Needs milk and a bidet!
Staff member
I have a humi dedicated to flavored sticks. Since day one that’s all that has been in there. Going on 3 years. I haven’t touched a flavored stick in probably over a year. Just not in to them anymore. I know someone that enjoys flavored sticks. I’m considering giving him all my flavored stuff and re-using the flavored humidor for non-flavored stuff.

Think that’s a good idea? Or did the flavored sticks ruin it after all this time?
 
Acrylic or wooden?

Acrylic, not much of an issue.

If wooden I would leave it open to completely dry out, change the humidifier unit, re-season to your preferred % and start we a few cheap sticks to see how they taste after a while.
 

Columbo

Mr. Codgers Neighborhood
It's extremely hard to neutralize a cedar humidor once contaminated. Depending on the internal volume, construction, and duration of the offending contaminants, it may have fully permeated most veneers after that long, in which case it's likely a lost cause. On a solid cedar construction, you can sometimes sand out the contaminated layer if it has not penetrated not too deep.
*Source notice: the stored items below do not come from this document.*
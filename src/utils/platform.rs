//! Platform helpers: home directory lookup, path expansion and program lookup.

use anyhow::{Context, Result};
use std::path::PathBuf;

/// The current user's home directory.
///
/// # Errors
///
/// Fails when neither `HOME` (Unix) nor `USERPROFILE` (Windows) leads to a
/// home directory.
pub fn get_home_dir() -> Result<PathBuf> {
    dirs::home_dir().ok_or_else(|| {
        let platform_help = if cfg!(windows) {
            "On Windows: Check that the USERPROFILE environment variable is set"
        } else {
            "On Unix/Linux: Check that the HOME environment variable is set"
        };
        anyhow::anyhow!("Could not determine home directory.\n\n{platform_help}")
    })
}

/// Expand a leading `~` and `$VAR` / `${VAR}` references in `path`.
///
/// # Errors
///
/// Fails on references to undefined environment variables.
pub fn expand_path(path: &str) -> Result<PathBuf> {
    let expanded = shellexpand::full(path)
        .with_context(|| format!("Failed to expand environment variables in path: {path}"))?;
    Ok(PathBuf::from(expanded.into_owned()))
}

/// Locate `program` on `PATH`.
#[must_use]
pub fn find_program(program: &str) -> Option<PathBuf> {
    which::which(program).ok()
}
//! Execution of external toolchain commands (`go`, `git`).
//!
//! Commands take a [`CommandRunner`] rather than spawning processes directly,
//! so tests can record the command lines instead of running them.

use std::future::Future;
use std::process::Stdio;

use tokio::process::Command;

use crate::core::ToolkitError;
use crate::utils::platform::find_program;

/// Runs an external program to completion.
pub trait CommandRunner {
    /// Run `program` with `args`, streaming its output to the terminal.
    fn run(
        &self,
        program: &str,
        args: &[String],
    ) -> impl Future<Output = Result<(), ToolkitError>> + Send;
}

/// [`CommandRunner`] backed by real processes.
#[derive(Debug, Clone, Copy, Default)]
pub struct ProcessRunner;

impl CommandRunner for ProcessRunner {
    async fn run(&self, program: &str, args: &[String]) -> Result<(), ToolkitError> {
        let command_line = render_command(program, args);
        let executable = find_program(program).ok_or_else(|| ToolkitError::ToolNotFound {
            program: program.to_string(),
        })?;

        tracing::debug!(target: "runner", "Executing command: {command_line}");

        let status = Command::new(executable)
            .args(args)
            .stdin(Stdio::inherit())
            .stdout(Stdio::inherit())
            .stderr(Stdio::inherit())
            .kill_on_drop(true)
            .status()
            .await?;

        if !status.success() {
            tracing::debug!(target: "runner", "Command failed with exit code: {:?}", status.code());
            return Err(ToolkitError::CommandFailed {
                command: command_line,
                code: status.code(),
            });
        }

        tracing::debug!(target: "runner", "Command completed successfully");
        Ok(())
    }
}

/// Space-joined command line, as printed by `--dry-run`.
#[must_use]
pub fn render_command(program: &str, args: &[String]) -> String {
    std::iter::once(program).chain(args.iter().map(String::as_str)).collect::<Vec<_>>().join(" ")
}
If these flavored ones were dropped into a brand new humidor, that only compounds the contamination, as their odors were present during the original seasoning process (which actually goes on for many months even after the first humidifying steps), when the wood is most absorbent, and it will penetrate more deeply into the grain.

I am not aware of any wood cleaning chemicals that would not leave behind their own contaminating residues in lifting out the flavored elements.

If it's a big enough chest, cabinet or larger style, you could try the very aggressive step of dropping an ozone generator into it, and see what happens.

But for a smaller desktop one, I'd say move on, or confine it to less expensive sticks that you don't mind having slightly ghosted for a long time to come.

You could also try filling it to capacity with very inexpensive sticks to see if they can draw out the offending elements from the cedar over time, and replacing them with the more neutral elements of the new sticks. This is a similar trick to what us pipe smokers sometimes do in sweetening up a sour briar, by jamming them tightly full of a simple Burley blend for several days or weeks. But that may not be as effective with cigars, which are far more demanding of a neutral environment.

Good luck with it.
 

Toothpick

Needs milk and a bidet!
Staff member
I may just end up giving him the humidor too. Sounds like once a flavored humidor always a flavored humidor.
 

never-stop-learning

Demoted To Moderator
Staff member
It's extremely hard to neutralize a cedar humidor once contaminated. Depending on the internal volume, construction, and duration of the offending contaminants, it may have fully permeated most veneers after that long, in which case it's likely a lost cause. On a solid cedar construction, you can sometimes sand out the contaminated layer if it has not penetrated not too deep.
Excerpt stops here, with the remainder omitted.